Collect. Czech. Chem. Commun. 1998, 63, 1355-1367

Surface Cluster Models for V2O5 - Studies of the Importance of Local Geometry

Małgorzata Witkoa, Renata Tokarza and Klaus Hermannb

a Institute of Catalysis and Surface Chemistry, Polish Academy of Sciences, ul. Niezapominajek, 30 239 Cracow, Poland
b Fritz-Haber-Institut der Max-Planck-Gesellschaft, Faradayweg 4-6, D-14 195 Berlin, Germany


Catalytic properties of the vanadium pentoxide (010) surface are discussed based upon semiempirical quantum chemical calculations using cluster models. Special attention is paid to the role of the second layer in discussing the geometrical factor by using the semiempirical ZINDO approach.

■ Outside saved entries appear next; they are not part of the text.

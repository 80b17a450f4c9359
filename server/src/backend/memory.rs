//! In-process document store.
//!
//! Writes are buffered in the transaction and applied on commit. Every
//! document key carries a version that is bumped on each committed write;
//! a transaction remembers the version of each key it touched and fails to
//! commit with [`BackendError::Rollback`] if any of them moved meanwhile.

use super::{
    BackendResult, Backend, Checkpoint, ExclusiveTransaction, InternalId, WriteTransaction,
};
use crate::error::BackendError;
use async_trait::async_trait;
use oplog_engine::{DatabaseName, Document, DocumentKey, Namespace};
use serde::Serialize;
use std::collections::{BTreeMap, HashMap, HashSet};
use std::sync::atomic::{AtomicU64, AtomicUsize, Ordering};
use std::sync::{Arc, Mutex, MutexGuard, PoisonError};
use tokio::sync::{OwnedRwLockReadGuard, OwnedRwLockWriteGuard, RwLock};

type VersionKey = (Namespace, DocumentKey);

#[derive(Debug, Default)]
struct StoredCollection {
    docs: HashMap<DocumentKey, (InternalId, Document)>,
    keys: HashMap<InternalId, DocumentKey>,
}

#[derive(Debug, Default)]
struct State {
    next_id: InternalId,
    collections: BTreeMap<Namespace, StoredCollection>,
    versions: HashMap<VersionKey, u64>,
    checkpoint: Option<Checkpoint>,
}

impl State {
    fn version(&self, key: &VersionKey) -> u64 {
        self.versions.get(key).copied().unwrap_or(0)
    }

    fn bump(&mut self, key: VersionKey) {
        *self.versions.entry(key).or_insert(0) += 1;
    }

    fn insert(&mut self, namespace: &Namespace, key: DocumentKey, doc: Document) {
        self.next_id += 1;
        let id = self.next_id;
        let collection = self.collections.entry(namespace.clone()).or_default();
        collection.keys.insert(id, key.clone());
        collection.docs.insert(key.clone(), (id, doc));
        self.bump((namespace.clone(), key));
    }

    fn remove(&mut self, namespace: &Namespace, id: InternalId) {
        let Some(collection) = self.collections.get_mut(namespace) else {
            return;
        };
        if let Some(key) = collection.keys.remove(&id) {
            collection.docs.remove(&key);
            self.bump((namespace.clone(), key));
        }
    }

    fn drop_where(&mut self, pred: impl Fn(&Namespace) -> bool) {
        let dropped: Vec<Namespace> = self
            .collections
            .keys()
            .filter(|ns| pred(ns))
            .cloned()
            .collect();
        for ns in dropped {
            if let Some(collection) = self.collections.remove(&ns) {
                for key in collection.docs.into_keys() {
                    self.bump((ns.clone(), key));
                }
            }
        }
    }
}

#[derive(Debug, Default)]
struct Counters {
    find_calls: AtomicU64,
    fetch_calls: AtomicU64,
    delete_calls: AtomicU64,
    insert_calls: AtomicU64,
    commits: AtomicU64,
    rollbacks: AtomicU64,
}

/// Backend call counts.
#[derive(Debug, Clone, Copy, Default, PartialEq, Eq, Serialize)]
pub struct MemoryStats {
    pub find_calls: u64,
    pub fetch_calls: u64,
    pub delete_calls: u64,
    pub insert_calls: u64,
    pub commits: u64,
    pub rollbacks: u64,
}

/// In-memory [`Backend`].
#[derive(Debug, Clone, Default)]
pub struct MemoryBackend {
    state: Arc<Mutex<State>>,
    gate: Arc<RwLock<()>>,
    counters: Arc<Counters>,
    failing_commits: Arc<AtomicUsize>,
}

impl MemoryBackend {
    pub fn new() -> Self {
        Self::default()
    }

    fn lock(&self) -> MutexGuard<'_, State> {
        self.state.lock().unwrap_or_else(PoisonError::into_inner)
    }

    /// Store documents directly, bypassing transactions.
    pub fn seed(&self, namespace: &Namespace, documents: Vec<Document>) -> BackendResult<()> {
        let mut state = self.lock();
        for doc in documents {
            let key = DocumentKey::of(&doc)
                .ok_or_else(|| BackendError::Corrupt("document without _id".to_string()))?;
            let exists = state
                .collections
                .get(namespace)
                .is_some_and(|c| c.docs.contains_key(&key));
            if exists {
                return Err(BackendError::UniqueViolation(format!("{namespace} {key}")));
            }
            state.insert(namespace, key, doc);
        }
        Ok(())
    }

    /// Stored documents of a namespace, ordered by key.
    pub fn documents(&self, namespace: &Namespace) -> Vec<Document> {
        let state = self.lock();
        let Some(collection) = state.collections.get(namespace) else {
            return Vec::new();
        };
        let mut docs: Vec<_> = collection.docs.iter().collect();
        docs.sort_by(|a, b| a.0.cmp(b.0));
        docs.into_iter().map(|(_, (_, doc))| doc.clone()).collect()
    }

    pub fn get(&self, namespace: &Namespace, key: &DocumentKey) -> Option<Document> {
        self.lock()
            .collections
            .get(namespace)
            .and_then(|c| c.docs.get(key))
            .map(|(_, doc)| doc.clone())
    }

    /// Namespaces holding at least one document.
    pub fn namespaces(&self) -> Vec<Namespace> {
        self.lock()
            .collections
            .iter()
            .filter(|(_, c)| !c.docs.is_empty())
            .map(|(ns, _)| ns.clone())
            .collect()
    }

    pub fn stats(&self) -> MemoryStats {
        let c = &self.counters;
        MemoryStats {
            find_calls: c.find_calls.load(Ordering::Relaxed),
            fetch_calls: c.fetch_calls.load(Ordering::Relaxed),
            delete_calls: c.delete_calls.load(Ordering::Relaxed),
            insert_calls: c.insert_calls.load(Ordering::Relaxed),
            commits: c.commits.load(Ordering::Relaxed),
            rollbacks: c.rollbacks.load(Ordering::Relaxed),
        }
    }

    pub fn reset_stats(&self) {
        let c = &self.counters;
        for counter in [
            &c.find_calls,
            &c.fetch_calls,
            &c.delete_calls,
            &c.insert_calls,
            &c.commits,
            &c.rollbacks,
        ] {
            counter.store(0, Ordering::Relaxed);
        }
    }

    /// Make the next `n` commits fail with a rollback conflict.
    pub fn fail_next_commits(&self, n: usize) {
        self.failing_commits.store(n, Ordering::SeqCst);
    }

    fn take_injected_failure(&self) -> bool {
        self.failing_commits
            .fetch_update(Ordering::SeqCst, Ordering::SeqCst, |n| n.checked_sub(1))
            .is_ok()
    }
}

#[async_trait]
impl Backend for MemoryBackend {
    async fn begin(&self, _namespace: &Namespace) -> BackendResult<Box<dyn WriteTransaction>> {
        let guard = self.gate.clone().read_owned().await;
        Ok(Box::new(MemoryTransaction::new(self.clone(), Guard::Shared(guard))))
    }

    async fn begin_exclusive(&self) -> BackendResult<Box<dyn ExclusiveTransaction>> {
        let guard = self.gate.clone().write_owned().await;
        Ok(Box::new(MemoryTransaction::new(self.clone(), Guard::Exclusive(guard))))
    }

    async fn load_checkpoint(&self) -> BackendResult<Option<Checkpoint>> {
        Ok(self.lock().checkpoint.clone())
    }

    async fn save_checkpoint(&self, checkpoint: &Checkpoint) -> BackendResult<()> {
        self.lock().checkpoint = Some(checkpoint.clone());
        Ok(())
    }
}

#[derive(Debug)]
#[allow(dead_code)]
enum Guard {
    Shared(OwnedRwLockReadGuard<()>),
    Exclusive(OwnedRwLockWriteGuard<()>),
}

#[derive(Debug)]
enum PendingWrite {
    Delete(Namespace, InternalId),
    Insert(Namespace, DocumentKey, Document),
    DropCollection(Namespace),
    DropDatabase(DatabaseName),
}

/// Transaction over a [`MemoryBackend`].
#[derive(Debug)]
pub struct MemoryTransaction {
    backend: MemoryBackend,
    _guard: Guard,
    observed: HashMap<VersionKey, u64>,
    writes: Vec<PendingWrite>,
    removed: HashSet<VersionKey>,
    added: HashSet<VersionKey>,
    dropped_namespaces: HashSet<Namespace>,
    dropped_databases: HashSet<DatabaseName>,
    finished: bool,
}

impl MemoryTransaction {
    fn new(backend: MemoryBackend, guard: Guard) -> Self {
        Self {
            backend,
            _guard: guard,
            observed: HashMap::new(),
            writes: Vec::new(),
            removed: HashSet::new(),
            added: HashSet::new(),
            dropped_namespaces: HashSet::new(),
            dropped_databases: HashSet::new(),
            finished: false,
        }
    }

    fn ensure_open(&self) -> BackendResult<()> {
        if self.finished {
            return Err(BackendError::TransactionFinished);
        }
        Ok(())
    }

    fn observe(&mut self, state: &State, key: &VersionKey) {
        if !self.observed.contains_key(key) {
            self.observed.insert(key.clone(), state.version(key));
        }
    }

    fn is_dropped(&self, namespace: &Namespace) -> bool {
        self.dropped_namespaces.contains(namespace)
            || self.dropped_databases.contains(&namespace.database)
    }

    /// Whether a committed document is still visible to this transaction.
    fn is_visible(&self, key: &VersionKey) -> bool {
        !self.removed.contains(key) && !self.is_dropped(&key.0)
    }

    fn count_visible(&self, state: &State, pred: impl Fn(&Namespace) -> bool) -> u64 {
        let committed = state
            .collections
            .iter()
            .filter(|(ns, _)| pred(ns) && !self.is_dropped(ns))
            .flat_map(|(ns, c)| c.docs.keys().map(move |k| (ns.clone(), k.clone())))
            .filter(|key| !self.removed.contains(key))
            .count();
        let added = self.added.iter().filter(|(ns, _)| pred(ns)).count();
        (committed + added) as u64
    }
}

#[async_trait]
impl WriteTransaction for MemoryTransaction {
    async fn find_ids_by_keys(
        &mut self,
        namespace: &Namespace,
        keys: &[DocumentKey],
    ) -> BackendResult<HashMap<DocumentKey, InternalId>> {
        self.ensure_open()?;
        self.backend.counters.find_calls.fetch_add(1, Ordering::Relaxed);

        let backend = self.backend.clone();
        let state = backend.lock();
        let mut found = HashMap::new();
        for key in keys {
            let versioned = (namespace.clone(), key.clone());
            self.observe(&state, &versioned);
            if !self.is_visible(&versioned) {
                continue;
            }
            if let Some((id, _)) = state.collections.get(namespace).and_then(|c| c.docs.get(key)) {
                found.insert(key.clone(), *id);
            }
        }
        Ok(found)
    }

    async fn fetch_documents(
        &mut self,
        namespace: &Namespace,
        ids: &[InternalId],
    ) -> BackendResult<HashMap<InternalId, Document>> {
        self.ensure_open()?;
        self.backend.counters.fetch_calls.fetch_add(1, Ordering::Relaxed);

        let backend = self.backend.clone();
        let state = backend.lock();
        let Some(collection) = state.collections.get(namespace) else {
            return Ok(HashMap::new());
        };
        let mut docs = HashMap::new();
        for id in ids {
            let Some(key) = collection.keys.get(id) else {
                continue;
            };
            let versioned = (namespace.clone(), key.clone());
            self.observe(&state, &versioned);
            if self.is_visible(&versioned) {
                if let Some((_, doc)) = collection.docs.get(key) {
                    docs.insert(*id, doc.clone());
                }
            }
        }
        Ok(docs)
    }

    async fn delete_by_ids(
        &mut self,
        namespace: &Namespace,
        ids: &[InternalId],
    ) -> BackendResult<u64> {
        self.ensure_open()?;
        self.backend.counters.delete_calls.fetch_add(1, Ordering::Relaxed);

        let backend = self.backend.clone();
        let state = backend.lock();
        let Some(collection) = state.collections.get(namespace) else {
            return Ok(0);
        };
        let mut deleted = 0;
        for id in ids {
            let Some(key) = collection.keys.get(id) else {
                continue;
            };
            let versioned = (namespace.clone(), key.clone());
            if !self.is_visible(&versioned) {
                continue;
            }
            self.observe(&state, &versioned);
            self.removed.insert(versioned);
            self.writes.push(PendingWrite::Delete(namespace.clone(), *id));
            deleted += 1;
        }
        Ok(deleted)
    }

    async fn insert_documents(
        &mut self,
        namespace: &Namespace,
        documents: Vec<Document>,
    ) -> BackendResult<()> {
        self.ensure_open()?;
        self.backend.counters.insert_calls.fetch_add(1, Ordering::Relaxed);

        let backend = self.backend.clone();
        let state = backend.lock();
        for doc in documents {
            let key = DocumentKey::of(&doc)
                .ok_or_else(|| BackendError::Corrupt("document without _id".to_string()))?;
            let versioned = (namespace.clone(), key.clone());
            self.observe(&state, &versioned);

            let committed = state
                .collections
                .get(namespace)
                .is_some_and(|c| c.docs.contains_key(&key));
            if self.added.contains(&versioned) || (committed && self.is_visible(&versioned)) {
                return Err(BackendError::UniqueViolation(format!("{namespace} {key}")));
            }

            self.added.insert(versioned);
            self.writes
                .push(PendingWrite::Insert(namespace.clone(), key, doc));
        }
        Ok(())
    }

    async fn commit(&mut self) -> BackendResult<()> {
        self.ensure_open()?;
        self.finished = true;

        if self.backend.take_injected_failure() {
            self.backend.counters.rollbacks.fetch_add(1, Ordering::Relaxed);
            return Err(BackendError::Rollback("injected conflict".to_string()));
        }

        let backend = self.backend.clone();
        let mut state = backend.lock();
        if let Some((key, _)) = self
            .observed
            .iter()
            .find(|(key, version)| state.version(key) != **version)
        {
            self.backend.counters.rollbacks.fetch_add(1, Ordering::Relaxed);
            return Err(BackendError::Rollback(format!(
                "{} {} changed concurrently",
                key.0, key.1
            )));
        }

        // No observed key moved, so the pending writes still apply cleanly.
        for write in self.writes.drain(..) {
            match write {
                PendingWrite::Delete(ns, id) => state.remove(&ns, id),
                PendingWrite::Insert(ns, key, doc) => state.insert(&ns, key, doc),
                PendingWrite::DropCollection(ns) => state.drop_where(|n| *n == ns),
                PendingWrite::DropDatabase(db) => state.drop_where(|n| n.database == db),
            }
        }
        self.backend.counters.commits.fetch_add(1, Ordering::Relaxed);
        Ok(())
    }
}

Local electronic properties near the different surface oxygen sites are analyzed with the help of Mulliken populations and Meyer bond order indices. Different optimization procedures (with various boundary conditions) are performed for diverse V-O clusters modeling one and two layers. Electronic parameters of the clusters are found to be similar for the cluster in the bulk and optimized geometry. The optimized geometry of the cluster remains much closer to the surface geometry when the optimization is done for the whole cluster, excluding the saturated hydrogen atoms. Optimization of the small fragment of the cluster, results in the significant rearrangement of the cluster structure and leads to the "warped" geometry (bridging oxygen as well as vanadium atoms are shifted out of the surface). Two types of boundary conditions assumed during the optimization process lead to similar results, the optimization of all atoms in the cluster (with saturating hydrogen atoms kept frozen) and the same optimization in the presence of the second layer. The presence of the second layer stabilizes the surface geometry. The role of the second layer is also shown in a formation of an oxygen vacancy at the bridging position.

Keywords: Vanadium oxide; V2O5; Cluster model calculations; Local geometries; ZINDO; Semiempirical calculations.